Wilson had yanked a gun from the safe, whirled, shot? No. He’d pulled the gun, aimed it at beautiful, beautiful Denali, stopped and spoken, tried to reason with her. She’d dazzled him, grabbed the weapon, fought him, shot him. He’d fallen.
Where was the gun?
“Move away from him,” I said.
She kept her hands where they were, her knees on the ground. I watched her feet. Beige sandals. Scarlet toes like drops of blood. If she was going to charge me, she’d need to shift her feet, get some leverage.
She smiled. “You work for him, don’t you?”
“Yes.” Was the gun under Chaney? Was she scrabbling for it? Had she reached it?
“You work for him. Right. So now I’m going to tell you why you’re going to back off and let me walk out of here. Listen, or you’ll regret it. He’ll regret it, and so will you.”
She had a low voice, gruff and throaty, almost like a teenage boy’s when it starts to change. I kept the pistol pointed at her chest.
“You give me to the cops, I’ll nail your boss for rape, first off. You know, we had a thing going, but I’ll say it was rape, and who’s to say it wasn’t? That’ll fix the bastard. He’ll never get another job like the one he’ll lose.”
“Maybe. Maybe not.” Once the cops pull her record, no one will believe a thing she says, I thought.
“He wouldn’t want you to keep me here. The shooting was a mistake. Just let me go and you can rush him to a hospital. He’s still bleeding, see? He’ll be okay.”
I didn’t move. Neither did she.
“Hey, he’s no saint, believe me. None of this would have happened if he hadn’t been trying to cheat Harvard in the first place. Oh, I’ll talk about that, don’t think I won’t. He’s no angel in this. Does that surprise you? It does, doesn’t it? You fell for him, didn’t you? Such an important man, such a brilliant man.”
My eyes flicked over the floorboards, the rug, her splayed hands. Had her right hand, the hand near Chaney’s waist, disappeared farther under his body? His lab coat blocked my view.
“You know what an unintended consequence is?” she asked.
Oh yes, I thought. “Yes,” I said aloud.
“There’s more going on here than you could possibly k
now. And it’s worth millions, hundreds of millions.”
I watched her watch me, looking for the gleam of interest when she mentioned money. I tried my best to supply it.
“Sure he’s been talking about an ADHD drug, help all the poor kids. Sure that’s where he started. But when you mess with the brain, you don’t really know what’s gonna happen. These guys, they think they’re so damn smart, but they don’t know.”
“What do you think he found?” I asked.
“What did he find.” she said, correcting me. “I’m no fool.”

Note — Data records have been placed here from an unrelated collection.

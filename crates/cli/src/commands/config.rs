use std::env;
use std::fs;
use std::path::{Path, PathBuf};

use cartly_core::config::{AppConfig, LoadOptions};
use toml::Value;

pub fn run() -> String {
    let config = match AppConfig::load(LoadOptions::default()) {
        Ok(config) => config,
        Err(error) => return format!("config validation failed: {error}"),
    };

    let config_file_path = detect_config_path();
    let config_file_doc = load_config_file_doc(config_file_path.as_deref());

    let source = |key_path: &str, env_key: Option<&str>| {
        field_source(key_path, env_key, config_file_doc.as_ref(), config_file_path.as_deref())
    };

    let mut lines = vec!["effective config (source precedence: env > file > default):".to_string()];

    lines.push(render_line(
        "database.url",
        &config.database.url,
        source("database.url", Some("CARTLY_DATABASE_URL")),
    ));
    lines.push(render_line(
        "database.max_connections",
        &config.database.max_connections.to_string(),
        source("database.max_connections", Some("CARTLY_DATABASE_MAX_CONNECTIONS")),
    ));
    lines.push(render_line(
        "database.timeout_secs",
        &config.database.timeout_secs.to_string(),
        source("database.timeout_secs", Some("CARTLY_DATABASE_TIMEOUT_SECS")),
    ));

    lines.push(render_line(
        "email.endpoint",
        config.email.endpoint.as_deref().unwrap_or("<unset> (noop transport)"),
        source("email.endpoint", Some("CARTLY_EMAIL_ENDPOINT")),
    ));
    let api_key = if config.email.api_key.is_some() { "<redacted>" } else { "<unset>" };
    lines.push(render_line(
        "email.api_key",
        api_key,
        source("email.api_key", Some("CARTLY_EMAIL_API_KEY")),
    ));
    lines.push(render_line(
        "email.from_address",
        &config.email.from_address,
        source("email.from_address", Some("CARTLY_EMAIL_FROM")),
    ));
    lines.push(render_line(
        "email.max_retries",
        &config.email.max_retries.to_string(),
        source("email.max_retries", Some("CARTLY_EMAIL_MAX_RETRIES")),
    ));

    lines.push(render_line(
        "agent.history_cap",
        &config.agent.history_cap.to_string(),
        source("agent.history_cap", Some("CARTLY_HISTORY_CAP")),
    ));
    lines.push(render_line(
        "agent.dispatch_timeout_secs",
        &config.agent.dispatch_timeout_secs.to_string(),
        source("agent.dispatch_timeout_secs", Some("CARTLY_DISPATCH_TIMEOUT_SECS")),
    ));
    lines.push(render_line(
        "agent.search_limit",
        &config.agent.search_limit.to_string(),
        source("agent.search_limit", None),
    ));

    lines.push(render_line(
        "logging.level",
        &config.logging.level,
        source("logging.level", Some("CARTLY_LOGGING_LEVEL")),
    ));
    lines.push(render_line(
        "logging.format",
        &format!("{:?}", config.logging.format),
        source("logging.format", Some("CARTLY_LOGGING_FORMAT")),
    ));

    lines.join("\n")
}

fn detect_config_path() -> Option<PathBuf> {
    let root = PathBuf::from("cartly.toml");
    if root.exists() {
        return Some(root);
    }

    let nested = PathBuf::from("config/cartly.toml");
    if nested.exists() {
        return Some(nested);
    }

    None
}

fn load_config_file_doc(path: Option<&Path>) -> Option<Value> {
    let path = path?;
    let raw = fs::read_to_string(path).ok()?;
    raw.parse::<Value>().ok()
}

fn field_source(
    key_path: &str,
    env_key: Option<&str>,
    config_file_doc: Option<&Value>,
    config_file_path: Option<&Path>,
) -> String {
    if let Some(env_key) = env_key {
        if env::var_os(env_key).is_some() {
            return format!("env ({env_key})");
        }
    }

    if let Some(doc) = config_file_doc {
        if contains_path(doc, key_path) {
            let file_path = config_file_path
                .map(|path| path.display().to_string())
                .unwrap_or_else(|| "config file".to_string());
            return format!("file ({file_path})");
        }
    }

    "default".to_string()
}

fn contains_path(root: &Value, key_path: &str) -> bool {
    let mut current = root;
    for key in key_path.split('.') {
        let Some(next) = current.get(key) else {
            return false;
        };
        current = next;
    }
    true
}

fn render_line(key: &str, value: &str, source: String) -> String {
    format!("- {key} = {value} (source: {source})")
}
use std::str::FromStr;

use rust_decimal::Decimal;
use sqlx::sqlite::SqliteRow;
use sqlx::Row;

use cartly_core::domain::product::{
    AgeRange, Brand, BrandId, CatalogEntry, Category, CategoryId, Product, ProductId,
};
use cartly_core::query::{translate, ParameterizedQuery, QueryValue, SearchFilter, CATALOG_COLUMNS};

use super::{CatalogRepository, RepositoryError, StockReservation};
use crate::DbPool;

pub struct SqlCatalogRepository {
    pool: DbPool,
}

impl SqlCatalogRepository {
    pub fn new(pool: DbPool) -> Self {
        Self { pool }
    }

    /// Executes an already-translated catalog read. Values are bound
    /// positionally; the SQL text never carries filter content.
    pub async fn read_products(
        &self,
        query: &ParameterizedQuery,
    ) -> Result<Vec<CatalogEntry>, RepositoryError> {
        let rows = Self::bind_params(sqlx::query(&query.sql), &query.params)
            .fetch_all(&self.pool)
            .await?;
        rows.into_iter().map(entry_from_row).collect()
    }

    fn bind_params<'q>(
        mut query: sqlx::query::Query<'q, sqlx::Sqlite, sqlx::sqlite::SqliteArguments<'q>>,
        params: &'q [QueryValue],
    ) -> sqlx::query::Query<'q, sqlx::Sqlite, sqlx::sqlite::SqliteArguments<'q>> {
        for param in params {
            query = match param {
                QueryValue::Text(value) => query.bind(value),
                QueryValue::Integer(value) => query.bind(value),
                QueryValue::Real(value) => query.bind(value),
            };
        }
        query
    }
}

#[async_trait::async_trait]
impl CatalogRepository for SqlCatalogRepository {
    async fn search(&self, filter: &SearchFilter) -> Result<Vec<CatalogEntry>, RepositoryError> {
        self.read_products(&translate(filter)).await
    }

    async fn get_product(&self, id: ProductId) -> Result<Option<CatalogEntry>, RepositoryError> {
        let sql = format!(
            "SELECT {CATALOG_COLUMNS} \
             FROM products p \
             JOIN brands b ON b.id = p.brand_id \
             JOIN categories c ON c.id = p.category_id \
             WHERE p.id = ? AND p.active = 1"
        );
        let row = sqlx::query(&sql).bind(id.0).fetch_optional(&self.pool).await?;
        row.map(entry_from_row).transpose()
    }

    async fn check_stock(&self, id: ProductId) -> Result<Option<u32>, RepositoryError> {
        let row =
            sqlx::query("SELECT stock_quantity FROM products WHERE id = ? AND active = 1")
                .bind(id.0)
                .fetch_optional(&self.pool)
                .await?;
        row.map(|row| {
            let stock: i64 = row.try_get("stock_quantity").map_err(RepositoryError::Database)?;
            u32::try_from(stock)
                .map_err(|_| RepositoryError::Decode(format!("negative stock for product {}", id.0)))
        })
        .transpose()
    }

    async fn reserve_stock(
        &self,
        id: ProductId,
        quantity: u32,
    ) -> Result<StockReservation, RepositoryError> {
        // Single conditional UPDATE: SQLite serializes writers, so the
        // check and the decrement cannot interleave with another order.
        let result = sqlx::query(
            "UPDATE products \
             SET stock_quantity = stock_quantity - ? \
             WHERE id = ? AND active = 1 AND stock_quantity >= ?",
        )
        .bind(i64::from(quantity))
        .bind(id.0)
        .bind(i64::from(quantity))
        .execute(&self.pool)
        .await?;

        if result.rows_affected() == 1 {
            return Ok(StockReservation::Reserved);
        }

        // Nothing changed; a follow-up read tells insufficient apart from
        // missing/inactive.
        match self.check_stock(id).await? {
            Some(available) => Ok(StockReservation::InsufficientStock { available }),
            None => Ok(StockReservation::NotFound),
        }
    }

    async fn save_brand(&self, brand: Brand) -> Result<(), RepositoryError> {
        sqlx::query(
            "INSERT INTO brands (id, name, country_of_origin, premium) VALUES (?, ?, ?, ?) \
             ON CONFLICT(id) DO UPDATE SET \
                name = excluded.name, \
                country_of_origin = excluded.country_of_origin, \
                premium = excluded.premium",
        )
        .bind(brand.id.0)
        .bind(&brand.name)
        .bind(&brand.country_of_origin)
        .bind(brand.premium)
        .execute(&self.pool)
        .await?;
        Ok(())
    }

    async fn save_category(&self, category: Category) -> Result<(), RepositoryError> {
        sqlx::query(
            "INSERT INTO categories (id, name) VALUES (?, ?) \
             ON CONFLICT(id) DO UPDATE SET name = excluded.name",
        )
        .bind(category.id.0)
        .bind(&category.name)
        .execute(&self.pool)
        .await?;
        Ok(())
    }

    async fn save_product(&self, product: Product) -> Result<(), RepositoryError> {
        sqlx::query(
            "INSERT INTO products (
                id, name, brand_id, category_id, unit_price, package_size_ml,
                age_from_months, age_to_months, discount_pct, stock_quantity, active
             ) VALUES (?, ?, ?, ?, ?, ?, ?, ?, ?, ?, ?) \
             ON CONFLICT(id) DO UPDATE SET \
                name = excluded.name, \
                brand_id = excluded.brand_id, \
                category_id = excluded.category_id, \
                unit_price = excluded.unit_price, \
                package_size_ml = excluded.package_size_ml, \
                age_from_months = excluded.age_from_months, \
                age_to_months = excluded.age_to_months, \
                discount_pct = excluded.discount_pct, \
                stock_quantity = excluded.stock_quantity, \
                active = excluded.active",
        )
        .bind(product.id.0)
        .bind(&product.name)
        .bind(product.brand_id.0)
        .bind(product.category_id.0)
        .bind(product.unit_price.to_string())
        .bind(i64::from(product.package_size_ml))
        .bind(product.age_range.map(|range| i64::from(range.from_months)))
        .bind(product.age_range.map(|range| i64::from(range.to_months)))
        .bind(product.discount_pct.to_string())
        .bind(i64::from(product.stock_quantity))
        .bind(product.active)
        .execute(&self.pool)
        .await?;
        Ok(())
    }
}

fn entry_from_row(row: SqliteRow) -> Result<CatalogEntry, RepositoryError> {
    let age_from: Option<i64> = row.try_get("age_from_months")?;
    let age_to: Option<i64> = row.try_get("age_to_months")?;
    let age_range = match (age_from, age_to) {
        (Some(from), Some(to)) => Some(AgeRange {
            from_months: decode_u32("age_from_months", from)?,
            to_months: decode_u32("age_to_months", to)?,
        }),
        (None, None) => None,
        _ => {
            return Err(RepositoryError::Decode(
                "age range bounds must both be present or both absent".to_string(),
            ))
        }
    };

    let stock: i64 = row.try_get("stock_quantity")?;

    Ok(CatalogEntry {
        product: Product {
            id: ProductId(row.try_get("id")?),
            name: row.try_get("name")?,
            brand_id: BrandId(row.try_get("brand_id")?),
            category_id: CategoryId(row.try_get("category_id")?),
            unit_price: decode_decimal("unit_price", row.try_get("unit_price_text")?)?,
            package_size_ml: decode_u32("package_size_ml", row.try_get("package_size_ml")?)?,
            age_range,
            discount_pct: decode_decimal("discount_pct", row.try_get("discount_pct_text")?)?,
            stock_quantity: decode_u32("stock_quantity", stock)?,
            active: row.try_get("active")?,
        },
        brand_name: row.try_get("brand_name")?,
        category_name: row.try_get("category_name")?,
    })
}

fn decode_decimal(field: &str, raw: String) -> Result<Decimal, RepositoryError> {
    Decimal::from_str(&raw)
        .map_err(|error| RepositoryError::Decode(format!("{field} `{raw}` is not a decimal: {error}")))
}

fn decode_u32(field: &str, raw: i64) -> Result<u32, RepositoryError> {
    u32::try_from(raw)
        .map_err(|_| RepositoryError::Decode(format!("{field} `{raw}` is out of range")))
}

I’ve seen politicians claim they were bankrupt and mobsters swear their innocence on their mothers’ graves, but I have never seen a more calculating face. I watched her clear blue eyes decide what to tell me, and I knew that whatever it was, it wouldn’t be the truth, the whole truth, and nothing but.
“He’s in late stage clinicals now. You know what those are, right? You’re not dumb, either; you read the papers. A woman in your business, you must be sharp.”
She was working me, trying to get me on her side, flattering me. I watched her bait her hook. It was like taking a master class in con artistry.
“One of Impro’s clinical trial groups, at a certain dosage, had an unexpected outcome. Totally unexpected. Chaney couldn’t have been more surprised if they’d sprouted wings and flown away. They all, every single man, woman, and child, lost weight. Brilliant Chaney didn’t expect that. That hadn’t happened before, not in the animal control groups, not ever. He was so excited, he had to tell someone.”
Poor Chaney, blabbing to his sweet little lover.
“And nothing else bad happened to those people,” she went on. “No adverse effects. They all lost pounds and kept on losing. He had to stop the trial. Imagine. You know how many fat people there are in this world? How many who aren’t fat but think they’re fat?” Her right hand moved just a little. She licked her lips and tossed her hair to cover the movement. If I’d been male, the tricks might have kept me looking at the wrong things.